Although the above modeling methods can meet the basic requirements of key biochemical parameters for online prediction, how can the prediction accuracy of the model be further improved? Due to the characteristics of multiple operating conditions, strong nonlinearity, and high uncertainty in the biological fermentation process, sample data under different operating conditions often have significant differences. Therefore, traditional global soft sensor models constructed using a single soft sensor modeling method cannot accurately describe the dynamic characteristics of the entire fermentation process, resulting in low prediction accuracy and poor generalization ability of the model. This makes it challenging for global soft sensor models to describe the multi-stage nature of the fermentation process, so these applications cannot guarantee prediction accuracy in the global scope. Some scholars suggest applying ensemble learning to this issue. Ensemble learning is an advanced machine learning method that combines different fusion strategies with basic models to achieve more accurate predictions. The basic idea is that even if a weak base model obtains an incorrect prediction, other weak base models can still correct this error. Usually, ensemble learning has a more substantial generalization capability than the base model. Due to its flexible adaptability, ensemble learning has been successfully applied in various fields. Shen et al. [15] proposed a new method based on stochastic programming to realize a quality-related monitoring scheme for batch processing of multiple output modes through ensemble learning. Wang et al. [16] established a prediction model for rumen fermentation parameters in dairy cows by a stacked ensemble learning method and in vitro technique. The comparison results show that the stacking ensemble learning method had better prediction results. Shen et al. [17] proposed a multivariate trajectory based on an ensemble punctual learning strategy to realize a batch quality prediction scheme for the problem of batch diversity. The literature indicates that the modeling method based on ensemble learning theory frameworks can improve the accuracy and generalization ability of a single global soft sensor models. It can be considered for the prediction of key biochemical parameters in the fermentation process.

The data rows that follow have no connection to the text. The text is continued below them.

//! Show/hide policy for the drop-down window
//!
//! Decides what a focus loss or a toggle request should do, given the
//! window's state. The frontend executes the returned command.

use std::cell::Cell;
use std::rc::Rc;
use std::time::Duration;

use crate::config::WindowConfig;

/// What the frontend should do with the window
#[derive(Debug, Clone, Copy, PartialEq, Eq)]
pub enum VisibilityCommand {
    Nothing,
    Show { animate: bool },
    Hide { animate: bool },
}

/// Suppresses hide-on-focus-loss while something (a dialog, a popup menu)
/// temporarily takes focus. Clones share the same counter.
#[derive(Debug, Clone, Default)]
pub struct LoseFocusInhibitor {
    holders: Rc<Cell<u32>>,
}

impl LoseFocusInhibitor {
    pub fn new() -> Self {
        Self::default()
    }

    /// Inhibit until the returned guard is dropped
    pub fn inhibit(&self) -> InhibitGuard {
        self.holders.set(self.holders.get() + 1);
        InhibitGuard {
            holders: Rc::clone(&self.holders),
        }
    }

    pub fn is_inhibited(&self) -> bool {
        self.holders.get() > 0
    }
}

/// Releases its inhibition when dropped
#[derive(Debug)]
#[must_use = "the inhibition ends when the guard is dropped"]
pub struct InhibitGuard {
    holders: Rc<Cell<u32>>,
}

impl Drop for InhibitGuard {
    fn drop(&mut self) {
        self.holders.set(self.holders.get().saturating_sub(1));
    }
}

/// Per-window visibility state
#[derive(Debug, Default)]
pub struct VisibilityPolicy {
    animating: bool,
    /// Time of the last focus-loss hide, in milliseconds
    losefocus_time: Option<u64>,
    /// Toggles arriving within this window after a focus-loss hide are
    /// treated as the cause of that focus loss
    toggle_grace: Duration,
    inhibitor: LoseFocusInhibitor,
}

impl VisibilityPolicy {
    pub fn new() -> Self {
        Self::default()
    }

    pub fn with_toggle_grace(mut self, grace: Duration) -> Self {
        self.toggle_grace = grace;
        self
    }

    pub fn inhibitor(&self) -> &LoseFocusInhibitor {
        &self.inhibitor
    }

    pub fn is_animating(&self) -> bool {
        self.animating
    }

    pub fn set_animating(&mut self, animating: bool) {
        self.animating = animating;
    }

    /// The window lost focus at `now` (milliseconds)
    pub fn on_focus_lost(
        &mut self,
        visible: bool,
        now: u64,
        config: &WindowConfig,
    ) -> VisibilityCommand {
        if self.animating || self.inhibitor.is_inhibited() || !config.hide_on_losefocus {
            return VisibilityCommand::Nothing;
        }
        if !visible {
            return VisibilityCommand::Nothing;
        }
        self.losefocus_time = Some(now);
        VisibilityCommand::Hide {
            animate: config.use_animation,
        }
    }

    /// A show/hide toggle arrived with timestamp `event_time` (milliseconds)
    pub fn show_hide(
        &self,
        visible: bool,
        event_time: u64,
        config: &WindowConfig,
    ) -> VisibilityCommand {
        if self.animating {
            return VisibilityCommand::Nothing;
        }
        if let Some(lost) = self.losefocus_time {
            let grace = self.toggle_grace.as_millis() as u64;
            if lost.saturating_add(grace) >= event_time {
                return VisibilityCommand::Nothing;
            }
        }
        let animate = config.use_animation;
        if visible {
            VisibilityCommand::Hide { animate }
        } else {
            VisibilityCommand::Show { animate }
        }
    }
}

#[cfg(test)]
mod tests {
    use super::*;

    fn config() -> WindowConfig {
        WindowConfig::default()
    }

    #[test]
    fn test_focus_loss_hides_visible_window() {
        let mut policy = VisibilityPolicy::new();
        assert_eq!(
            policy.on_focus_lost(true, 100, &config()),
            VisibilityCommand::Hide { animate: true }
        );
        assert_eq!(
            policy.on_focus_lost(false, 200, &config()),
            VisibilityCommand::Nothing
        );
    }

    #[test]
    fn test_focus_loss_respects_setting() {
        let mut policy = VisibilityPolicy::new();
        let cfg = WindowConfig {
            hide_on_losefocus: false,
            ..config()
        };
        assert_eq!(policy.on_focus_lost(true, 100, &cfg), VisibilityCommand::Nothing);
    }

    #[test]
    fn test_focus_loss_ignored_while_animating() {
        let mut policy = VisibilityPolicy::new();
        policy.set_animating(true);
        assert_eq!(
            policy.on_focus_lost(true, 100, &config()),
            VisibilityCommand::Nothing
        );
        assert_eq!(policy.show_hide(true, 200, &config()), VisibilityCommand::Nothing);
    }

    #[test]
    fn test_inhibitor_guard_scopes() {
        let mut policy = VisibilityPolicy::new();
        let inhibitor = policy.inhibitor().clone();
        {
            let _outer = inhibitor.inhibit();
            let inner = inhibitor.inhibit();
            drop(inner);
            assert!(inhibitor.is_inhibited());
            assert_eq!(
                policy.on_focus_lost(true, 100, &config()),
                VisibilityCommand::Nothing
            );
        }
        assert!(!inhibitor.is_inhibited());
        assert!(matches!(
            policy.on_focus_lost(true, 100, &config()),
            VisibilityCommand::Hide { .. }
        ));
    }

    #[test]
    fn test_toggle_caused_by_focus_loss_is_ignored() {
        let mut policy = VisibilityPolicy::new();
        policy.on_focus_lost(true, 500, &config());
        // The toggle key press predates the focus loss
        assert_eq!(policy.show_hide(false, 480, &config()), VisibilityCommand::Nothing);
        assert_eq!(policy.show_hide(false, 500, &config()), VisibilityCommand::Nothing);
        assert_eq!(
            policy.show_hide(false, 501, &config()),
            VisibilityCommand::Show { animate: true }
        );
    }

    #[test]
    fn test_toggle_grace() {
        let mut policy = VisibilityPolicy::new().with_toggle_grace(Duration::from_millis(300));
        policy.on_focus_lost(true, 1000, &config());
        assert_eq!(policy.show_hide(false, 1200, &config()), VisibilityCommand::Nothing);
        assert!(matches!(
            policy.show_hide(false, 1400, &config()),
            VisibilityCommand::Show { .. }
        ));
    }

    #[test]
    fn test_toggle_without_animation() {
        let policy = VisibilityPolicy::new();
        let cfg = WindowConfig {
            use_animation: false,
            ..config()
        };
        assert_eq!(
            policy.show_hide(true, 10, &cfg),
            VisibilityCommand::Hide { animate: false }
        );
        assert_eq!(
            policy.show_hide(false, 10, &cfg),
            VisibilityCommand::Show { animate: false }
        );
    }
}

Considering the excellent characteristics of ensemble learning and the nonlinear, multivariate, and multi-stage features of the marine lysozyme fermentation process, this paper proposes a weighted ensemble learning soft sensor modeling method based on an improved seagull optimization algorithm and Gaussian process regression [18,19,20,21] (ISOA-GPR). The structure of ISOA-GPR weighted ensemble learning is shown in Figure 1. Firstly, an improved density peak clustering algorithm (ADPC) is used to partition subsets of local samples and generate ISOA-GPR sub-prediction models. Then, the improved grayscale correlation algorithm is used to extract the centroids of each local sample subset. The centroid is weighted by information entropy to generate a weighted “centroid” that more accurately represents the local sample subset features. Finally, a fusion strategy based on weighted improved grayscale correlation algorithm is proposed by selecting the sub-prediction models that highly correlated with the test samples. Applying the constructed soft sensor model to the problem of predicting bacterium concentration, substrate concentration, and relative enzyme activity in marine lysozyme fermentation, the simulation results show that compared with the single global soft sensor model based on ISOA-GPR, the prediction error and volatility of this model are smaller.

2. Theoretical Analysis

2.1. Data Subsets Construction Method

In response to the data distribution of marine lysozyme fermentation, this paper proposes an improved density peak clustering algorithm (ADPC) to partition the data subsets. This density-dependent classification method evaluates the similarity between samples of data and can be used to cluster datasets of arbitrary shapes. Density peak clustering (DPC) is a typical method based on density clustering [22]. This algorithm requires each data point on which classification relies to have two eigenvalues: local density ${\rho }_i$ and relative distance ${\delta }_i$. It assumes that the cluster center has a more significant local density and a larger relative distance from other cluster centers than other data points.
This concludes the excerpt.